Let \(\mathbf{A}\mathbf{x}=\mathbf{b}\) be perturbed to

\[ \mathbf{A}(\mathbf{x}+\mathbf{h}) = \mathbf{b}+\mathbf{d}.\]

The condition number should be the relative change in the solution divided by relative change in the data,

\[ \frac{\quad\dfrac{\| \mathbf{h} \| }{\| \mathbf{x} \| }\quad}{\dfrac{\| \mathbf{d} \| }{\| \mathbf{b} \|}} = \frac{\| \mathbf{h} \|\;\| \mathbf{b} \| }{\| \mathbf{d} \|\; \| \mathbf{x} \| }.\]

We can bound \(\| \mathbf{h} \|\) in terms of \(\| \mathbf{d} \|\):

\[\begin{split}\begin{split} \mathbf{A}\mathbf{x} + \mathbf{A} \mathbf{h} &= \mathbf{b} + \mathbf{d}, \\ \mathbf{A} \mathbf{h} &= \mathbf{d},\\ \mathbf{h} &= \mathbf{A}^{-1} \mathbf{d},\\ \| \mathbf{h} \| &\le \| \mathbf{A}^{-1}\| \,\| \mathbf{d} \|, \end{split}\end{split}\]

where we have applied \(\mathbf{A}\mathbf{x}=\mathbf{b}\) and (2.7.6).

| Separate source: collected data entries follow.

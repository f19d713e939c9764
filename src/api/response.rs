use axum::extract::rejection::JsonRejection;
use axum::extract::{FromRequest, FromRequestParts, Request};
use axum::http::StatusCode;
use axum::Json;
use serde::de::DeserializeOwned;
use serde::{Deserialize, Serialize};

// ============================================================================
// Admin protocol error envelope
// ============================================================================

/// Wire shape of every failed admin call: `{"error": ..., "verboseError"?}`.
#[derive(Debug, Serialize, Deserialize)]
pub struct ErrorBody {
    pub error: String,
    #[serde(rename = "verboseError", skip_serializing_if = "Option::is_none")]
    pub verbose_error: Option<String>,
}

/// Unified handler error carrying the admin JSON payload and a status code.
#[derive(Debug)]
pub struct ApiError {
    status: StatusCode,
    body: ErrorBody,
}

impl ApiError {
    fn new(status: StatusCode, message: impl Into<String>) -> Self {
        ApiError {
            status,
            body: ErrorBody {
                error: message.into(),
                verbose_error: None,
            },
        }
    }

    pub fn bad_request(message: impl Into<String>) -> Self {
        Self::new(StatusCode::BAD_REQUEST, message)
    }

    /// Invalid or missing credentials; message matches the original panel.
    pub fn unauthorized() -> Self {
        Self::new(
            StatusCode::UNAUTHORIZED,
            "username or password is incorrect.",
        )
    }

    /// Valid user without the needed capability flag.
    pub fn forbidden() -> Self {
        Self::new(StatusCode::FORBIDDEN, "You're not allowed to do that.")
    }

    pub fn forbidden_with(message: impl Into<String>) -> Self {
        Self::new(StatusCode::FORBIDDEN, message)
    }

    pub fn not_found(message: impl Into<String>) -> Self {
        Self::new(StatusCode::NOT_FOUND, message)
    }

    pub fn conflict(message: impl Into<String>) -> Self {
        Self::new(StatusCode::CONFLICT, message)
    }

    pub fn payload_too_large(message: impl Into<String>) -> Self {
        Self::new(StatusCode::PAYLOAD_TOO_LARGE, message)
    }

    pub fn internal(message: impl Into<String>) -> Self {
        Self::new(StatusCode::INTERNAL_SERVER_ERROR, message)
    }

    /// Internal error with command output attached as `verboseError`.
    pub fn internal_verbose(message: impl Into<String>, verbose: impl Into<String>) -> Self {
        ApiError {
            status: StatusCode::INTERNAL_SERVER_ERROR,
            body: ErrorBody {
                error: message.into(),
                verbose_error: Some(verbose.into()),
            },
        }
    }

    pub fn message(&self) -> &str {
        &self.body.error
    }
}

impl axum::response::IntoResponse for ApiError {
    fn into_response(self) -> axum::response::Response {
        (self.status, Json(self.body)).into_response()
    }
}

// ============================================================================
// Custom extractors (reject with the admin error envelope)
// ============================================================================

/// Drop-in replacement for `axum::Json` that rejects with `{"error": ...}`.
pub struct AppJson<T>(pub T);

#[axum::async_trait]
impl<S, T> FromRequest<S> for AppJson<T>
where
    axum::Json<T>: FromRequest<S, Rejection = JsonRejection>,
    S: Send + Sync,
{
    type Rejection = ApiError;

    async fn from_request(req: Request, state: &S) -> Result<Self, ApiError> {
        match axum::Json::<T>::from_request(req, state).await {
            Ok(Json(value)) => Ok(AppJson(value)),
            Err(rejection) => {
                let message = match rejection {
                    JsonRejection::JsonDataError(err) => {
                        format!("Invalid request body: {}", err.body_text())
                    }
                    JsonRejection::JsonSyntaxError(_) => "Malformed JSON in request body".into(),
                    JsonRejection::MissingJsonContentType(_) => {
                        "Missing Content-Type: application/json header".into()
                    }
                    _ => "Failed to read request body".into(),
                };
                Err(ApiError::bad_request(message))
            }
        }
    }
}

/// Drop-in replacement for `axum::extract::Query` that rejects with the
/// admin error envelope.
pub struct AppQuery<T>(pub T);

#[axum::async_trait]
impl<S, T> FromRequestParts<S> for AppQuery<T>
where
    T: DeserializeOwned + Send,
    S: Send + Sync,
{
    type Rejection = ApiError;

    async fn from_request_parts(
        parts: &mut axum::http::request::Parts,
        _state: &S,
    ) -> Result<Self, ApiError> {
        let query = parts.uri.query().unwrap_or_default();
        serde_qs::from_str(query)
            .map(AppQuery)
            .map_err(|e| ApiError::bad_request(format!("Invalid query parameter: {e}")))
    }
}
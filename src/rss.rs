//! RSS 2.0 output: the aggregated news feed and the releases feed rendered
//! from the changelog. Both carry an Atom self-link and the Dublin Core
//! creator extension.

use std::io::Cursor;
use std::sync::OnceLock;

use quick_xml::events::{BytesCData, BytesDecl, BytesEnd, BytesStart, BytesText, Event};
use quick_xml::Writer;
use regex::Regex;
use thiserror::Error;

use crate::changelog::ReleaseRecord;
use crate::feeds::FeedItem;

#[derive(Debug, Error)]
pub enum RssError {
    #[error("XML write error: {0}")]
    Xml(#[from] quick_xml::Error),
    #[error("Encoding error: {0}")]
    Encoding(#[from] std::string::FromUtf8Error),
}

type XmlWriter = Writer<Cursor<Vec<u8>>>;

/// Aggregated external blog posts as RSS.
pub fn render_news_feed(self_url: &str, items: &[FeedItem]) -> Result<String, RssError> {
    let mut writer = Writer::new(Cursor::new(Vec::new()));
    write_preamble(&mut writer, self_url, "monotone news",
        "Aggregated news for the monotone version control system")?;

    for item in items {
        writer.write_event(Event::Start(BytesStart::new("item")))?;
        write_text_element(&mut writer, "title", &item.title)?;
        write_text_element(&mut writer, "link", &item.link)?;

        let mut guid = BytesStart::new("guid");
        guid.push_attribute(("isPermaLink", "false"));
        writer.write_event(Event::Start(guid))?;
        writer.write_event(Event::Text(BytesText::new(&item.link)))?;
        writer.write_event(Event::End(BytesEnd::new("guid")))?;

        write_text_element(&mut writer, "dc:creator", &item.author)?;
        // Only creators that look like a mailbox qualify for the plain
        // RSS author element.
        if item.author.contains('@') {
            write_text_element(&mut writer, "author", &item.author)?;
        }

        writer.write_event(Event::Start(BytesStart::new("description")))?;
        writer.write_event(Event::CData(BytesCData::new(item.description.as_str())))?;
        writer.write_event(Event::End(BytesEnd::new("description")))?;

        write_text_element(&mut writer, "pubDate", &item.published.to_rfc2822())?;

        if let Some(source_link) = &item.source_link {
            let mut source = BytesStart::new("source");
            source.push_attribute(("url", source_link.as_str()));
            writer.write_event(Event::Start(source))?;
            if let Some(source_title) = &item.source_title {
                writer.write_event(Event::Text(BytesText::new(source_title)))?;
            }
            writer.write_event(Event::End(BytesEnd::new("source")))?;
        }

        writer.write_event(Event::End(BytesEnd::new("item")))?;
    }

    finish(writer)
}

/// Changelog releases as RSS items; section entries become HTML lists with
/// bug-number and bare-URL auto-linking.
pub fn render_releases_feed(self_url: &str, releases: &[ReleaseRecord]) -> Result<String, RssError> {
    let mut writer = Writer::new(Cursor::new(Vec::new()));
    write_preamble(&mut writer, self_url, "monotone - distributed version control",
        "Recent monotone releases")?;

    if let Some(newest) = releases.first() {
        write_text_element(&mut writer, "pubDate", &newest.timestamp.to_rfc2822())?;
    }

    for release in releases {
        writer.write_event(Event::Start(BytesStart::new("item")))?;
        write_text_element(&mut writer, "title", &release.header)?;

        writer.write_event(Event::Start(BytesStart::new("description")))?;
        writer.write_event(Event::CData(BytesCData::new(
            release_description_html(release).as_str(),
        )))?;
        writer.write_event(Event::End(BytesEnd::new("description")))?;

        write_text_element(&mut writer, "pubDate", &release.timestamp.to_rfc2822())?;
        writer.write_event(Event::End(BytesEnd::new("item")))?;
    }

    finish(writer)
}

/// Rewrite bare URLs and `monotone bug(s) #N[, #N...]` references into HTML
/// links, then render embedded paragraph breaks as `<br />`.
pub fn autolink(entry: &str) -> String {
    static URL_RE: OnceLock<Regex> = OnceLock::new();
    static BUGS_RE: OnceLock<Regex> = OnceLock::new();
    static BUG_NUM_RE: OnceLock<Regex> = OnceLock::new();

    let url_re =
        URL_RE.get_or_init(|| Regex::new(r"https?://[^\s)>]+").expect("valid URL regex"));
    let bugs_re = BUGS_RE.get_or_init(|| {
        Regex::new(r"monotone bugs?(?:(?:, |, and | and | )#\d+)+").expect("valid bug-list regex")
    });
    let bug_num_re = BUG_NUM_RE.get_or_init(|| Regex::new(r"#(\d+)").expect("valid bug regex"));

    let linked = url_re.replace_all(entry, r#"<a href="$0">$0</a>"#);
    let linked = bugs_re.replace_all(&linked, |caps: &regex::Captures| {
        bug_num_re
            .replace_all(&caps[0], r##"<a href="https://savannah.nongnu.org/bugs/?$1">#$1</a>"##)
            .into_owned()
    });

    linked.replace('\n', "<br />\n")
}

fn release_description_html(release: &ReleaseRecord) -> String {
    let mut html = String::new();
    for section in &release.sections {
        html.push_str("<h2>");
        html.push_str(section.name.as_str());
        html.push_str("</h2>\n<ul>\n");
        for entry in &section.entries {
            html.push_str("<li>");
            html.push_str(&autolink(entry));
            html.push_str("</li>\n");
        }
        html.push_str("</ul>\n");
    }
    html
}

/// XML declaration, rss/channel opening, channel metadata and Atom
/// self-link shared by both feeds.
fn write_preamble(
    writer: &mut XmlWriter,
    self_url: &str,
    title: &str,
    description: &str,
) -> Result<(), RssError> {
    writer.write_event(Event::Decl(BytesDecl::new("1.0", Some("utf-8"), None)))?;

    let mut rss = BytesStart::new("rss");
    rss.push_attribute(("version", "2.0"));
    rss.push_attribute(("xmlns:atom", "http://www.w3.org/2005/Atom"));
    rss.push_attribute(("xmlns:dc", "http://purl.org/dc/elements/1.1/"));
    writer.write_event(Event::Start(rss))?;
    writer.write_event(Event::Start(BytesStart::new("channel")))?;

    write_text_element(writer, "title", title)?;

    let mut atom_link = BytesStart::new("atom:link");
    atom_link.push_attribute(("href", self_url));
    atom_link.push_attribute(("rel", "self"));
    atom_link.push_attribute(("type", "application/rss+xml"));
    writer.write_event(Event::Empty(atom_link))?;

    write_text_element(writer, "link", self_url)?;
    write_text_element(writer, "description", description)?;
    write_text_element(writer, "language", "en-us")?;
    Ok(())
}

fn finish(mut writer: XmlWriter) -> Result<String, RssError> {
    writer.write_event(Event::End(BytesEnd::new("channel")))?;
    writer.write_event(Event::End(BytesEnd::new("rss")))?;
    let bytes = writer.into_inner().into_inner();
    Ok(String::from_utf8(bytes)?)
}

fn write_text_element(writer: &mut XmlWriter, tag: &str, text: &str) -> Result<(), RssError> {
    writer.write_event(Event::Start(BytesStart::new(tag)))?;
    writer.write_event(Event::Text(BytesText::new(text)))?;
    writer.write_event(Event::End(BytesEnd::new(tag)))?;
    Ok(())
}
mod db;
pub mod models;
mod records;
mod tables;

pub use db::{Database, DatabaseError};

Since also \(\mathbf{b}=\mathbf{A}\mathbf{x}\) implies \(\| \mathbf{b} \|\le \| \mathbf{A} \|\, \| \mathbf{x} \|\), we derive

\[ \frac{\| \mathbf{h} \|\; \| \mathbf{b} \|}{\| \mathbf{d} \|\; \| \mathbf{x} \|} \le \frac{\bigl(\| \mathbf{A}^{-1} \|\, \| \mathbf{d} \|\bigr) \bigl(\| \mathbf{A} \|\,\| \mathbf{x} \|\bigr)}{\| \mathbf{d} \|\,\| \mathbf{x} \|} = \| \mathbf{A}^{-1}\| \, \| \mathbf{A} \|.\]

It is possible to show that this bound is tight, in the sense that the inequalities are in fact equalities for some choices of \(\mathbf{b}\) and \(\mathbf{d}\). This result motivates a new definition.

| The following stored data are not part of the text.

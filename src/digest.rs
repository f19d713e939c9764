/// SHA-256 of `data` as lowercase hex.
pub fn sha256_hex(data: &[u8]) -> String {
    let digest = ring::digest::digest(&ring::digest::SHA256, data);
    hex(digest.as_ref())
}

pub fn hex(bytes: &[u8]) -> String {
    let mut out = String::with_capacity(bytes.len() * 2);
    for b in bytes {
        out.push_str(&format!("{b:02x}"));
    }
    out
}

Definition 2.8.1 :  Matrix condition number

The matrix condition number of an invertible square matrix \(\mathbf{A}\) is

(2.8.1)#\[\kappa(\mathbf{A}) = \| \mathbf{A}^{-1}\| \, \| \mathbf{A} \|.\]

This value depends on the choice of norm; a subscript on \(\kappa\) such as \(1\), \(2\), or \(\infty\) is used if clarification is needed. If \(\mathbf{A}\) is singular, we define \(\kappa(\mathbf{A}) = \infty\).

Main result#

The matrix condition number (2.8.1) is equal to the condition number of solving a linear system of equations. Although we derived this fact above only for perturbations of \(\mathbf{b}\), a similar statement holds when \(\mathbf{A}\) is perturbed.

Using a traditional \(\Delta\) notation for the perturbation in a quantity, we can write the following.

Theorem 2.8.2 :  Conditioning of linear systems

If \(\mathbf{A}(\mathbf{x} + \Delta \mathbf{x}) = \mathbf{b} + \Delta \mathbf{b}\), then

(2.8.2)#\[\frac{\| \Delta \mathbf{x} \|}{\| \mathbf{x} \|} \le \kappa(\mathbf{A}) \frac{\| \Delta \mathbf{b} \|}{\| \mathbf{b} \|}.\]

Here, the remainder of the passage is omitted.